* _What the exercise asks_
Retype, word for word, every line of the records below starting at the one that contains "the game server." and ending at the one that contains "to one player."; include both of those lines and nothing more.

Collected data entries
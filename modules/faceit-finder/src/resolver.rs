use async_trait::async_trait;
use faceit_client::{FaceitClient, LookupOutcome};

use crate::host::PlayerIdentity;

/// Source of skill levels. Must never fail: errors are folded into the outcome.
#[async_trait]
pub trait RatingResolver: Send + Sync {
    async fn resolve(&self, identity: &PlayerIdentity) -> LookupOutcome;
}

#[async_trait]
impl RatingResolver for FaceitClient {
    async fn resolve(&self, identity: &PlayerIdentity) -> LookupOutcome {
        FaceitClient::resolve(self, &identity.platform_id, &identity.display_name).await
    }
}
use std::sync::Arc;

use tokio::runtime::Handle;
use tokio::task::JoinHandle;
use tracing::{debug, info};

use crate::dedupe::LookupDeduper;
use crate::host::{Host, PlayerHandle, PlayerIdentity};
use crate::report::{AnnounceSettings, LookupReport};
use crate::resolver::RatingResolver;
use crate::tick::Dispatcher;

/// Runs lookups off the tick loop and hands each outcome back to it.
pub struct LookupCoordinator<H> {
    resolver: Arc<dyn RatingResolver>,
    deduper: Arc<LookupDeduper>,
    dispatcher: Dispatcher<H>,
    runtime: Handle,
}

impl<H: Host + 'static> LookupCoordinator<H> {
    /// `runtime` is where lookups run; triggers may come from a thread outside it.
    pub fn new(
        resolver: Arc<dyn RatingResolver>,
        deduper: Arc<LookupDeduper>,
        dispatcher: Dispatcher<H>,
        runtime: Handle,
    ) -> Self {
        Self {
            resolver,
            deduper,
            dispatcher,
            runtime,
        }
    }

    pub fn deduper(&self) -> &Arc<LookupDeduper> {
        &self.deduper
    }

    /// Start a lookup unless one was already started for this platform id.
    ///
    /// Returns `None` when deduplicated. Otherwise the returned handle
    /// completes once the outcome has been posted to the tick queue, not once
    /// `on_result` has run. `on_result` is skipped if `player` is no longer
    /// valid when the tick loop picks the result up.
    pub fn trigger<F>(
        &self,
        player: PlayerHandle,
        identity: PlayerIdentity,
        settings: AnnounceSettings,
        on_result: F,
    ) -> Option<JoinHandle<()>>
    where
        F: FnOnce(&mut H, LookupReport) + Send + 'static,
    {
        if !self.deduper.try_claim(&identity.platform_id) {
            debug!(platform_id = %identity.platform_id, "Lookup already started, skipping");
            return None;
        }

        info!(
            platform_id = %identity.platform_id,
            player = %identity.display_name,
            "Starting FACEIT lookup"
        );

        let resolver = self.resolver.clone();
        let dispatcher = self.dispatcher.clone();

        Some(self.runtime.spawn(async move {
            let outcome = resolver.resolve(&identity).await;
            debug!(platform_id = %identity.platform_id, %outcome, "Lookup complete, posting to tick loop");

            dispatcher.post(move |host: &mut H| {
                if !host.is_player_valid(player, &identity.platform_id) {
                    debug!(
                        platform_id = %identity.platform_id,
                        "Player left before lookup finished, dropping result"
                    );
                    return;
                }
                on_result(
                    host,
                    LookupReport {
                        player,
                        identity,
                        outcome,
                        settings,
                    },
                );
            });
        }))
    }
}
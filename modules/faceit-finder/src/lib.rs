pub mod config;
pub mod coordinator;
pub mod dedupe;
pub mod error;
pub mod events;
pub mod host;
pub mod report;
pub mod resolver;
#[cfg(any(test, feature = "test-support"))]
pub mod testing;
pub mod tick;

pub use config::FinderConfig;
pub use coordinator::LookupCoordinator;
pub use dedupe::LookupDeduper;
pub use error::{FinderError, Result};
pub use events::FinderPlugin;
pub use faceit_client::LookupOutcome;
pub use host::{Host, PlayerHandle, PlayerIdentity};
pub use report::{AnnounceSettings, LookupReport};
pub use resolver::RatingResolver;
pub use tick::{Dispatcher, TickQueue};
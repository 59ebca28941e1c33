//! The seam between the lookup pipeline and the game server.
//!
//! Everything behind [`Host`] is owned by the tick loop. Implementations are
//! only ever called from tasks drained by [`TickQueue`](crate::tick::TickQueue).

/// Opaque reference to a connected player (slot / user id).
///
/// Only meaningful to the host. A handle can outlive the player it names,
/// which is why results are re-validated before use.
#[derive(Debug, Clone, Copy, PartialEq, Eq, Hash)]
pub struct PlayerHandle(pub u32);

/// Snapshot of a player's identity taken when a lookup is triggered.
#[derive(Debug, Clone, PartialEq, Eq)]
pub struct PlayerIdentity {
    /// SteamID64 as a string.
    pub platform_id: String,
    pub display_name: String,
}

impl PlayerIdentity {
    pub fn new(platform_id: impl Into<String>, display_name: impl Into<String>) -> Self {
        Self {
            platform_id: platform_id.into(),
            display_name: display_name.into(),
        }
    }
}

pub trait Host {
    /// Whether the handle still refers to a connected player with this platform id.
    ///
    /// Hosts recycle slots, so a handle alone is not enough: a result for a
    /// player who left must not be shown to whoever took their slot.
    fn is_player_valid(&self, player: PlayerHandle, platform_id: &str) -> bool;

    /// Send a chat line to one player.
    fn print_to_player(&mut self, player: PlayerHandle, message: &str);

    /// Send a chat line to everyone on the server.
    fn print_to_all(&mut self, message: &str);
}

* _Solution below_
//! The seam between the lookup pipeline and the game server.
//!
//! Everything behind [`Host`] is owned by the tick loop. Implementations are
//! only ever called from tasks drained by [`TickQueue`](crate::tick::TickQueue).

/// Opaque reference to a connected player (slot / user id).
///
/// Only meaningful to the host. A handle can outlive the player it names,
/// which is why results are re-validated before use.
#[derive(Debug, Clone, Copy, PartialEq, Eq, Hash)]
pub struct PlayerHandle(pub u32);

/// Snapshot of a player's identity taken when a lookup is triggered.
#[derive(Debug, Clone, PartialEq, Eq)]
pub struct PlayerIdentity {
    /// SteamID64 as a string.
    pub platform_id: String,
    pub display_name: String,
}

impl PlayerIdentity {
    pub fn new(platform_id: impl Into<String>, display_name: impl Into<String>) -> Self {
        Self {
            platform_id: platform_id.into(),
            display_name: display_name.into(),
        }
    }
}

pub trait Host {
    /// Whether the handle still refers to a connected player with this platform id.
    ///
    /// Hosts recycle slots, so a handle alone is not enough: a result for a
    /// player who left must not be shown to whoever took their slot.
    fn is_player_valid(&self, player: PlayerHandle, platform_id: &str) -> bool;

    /// Send a chat line to one player.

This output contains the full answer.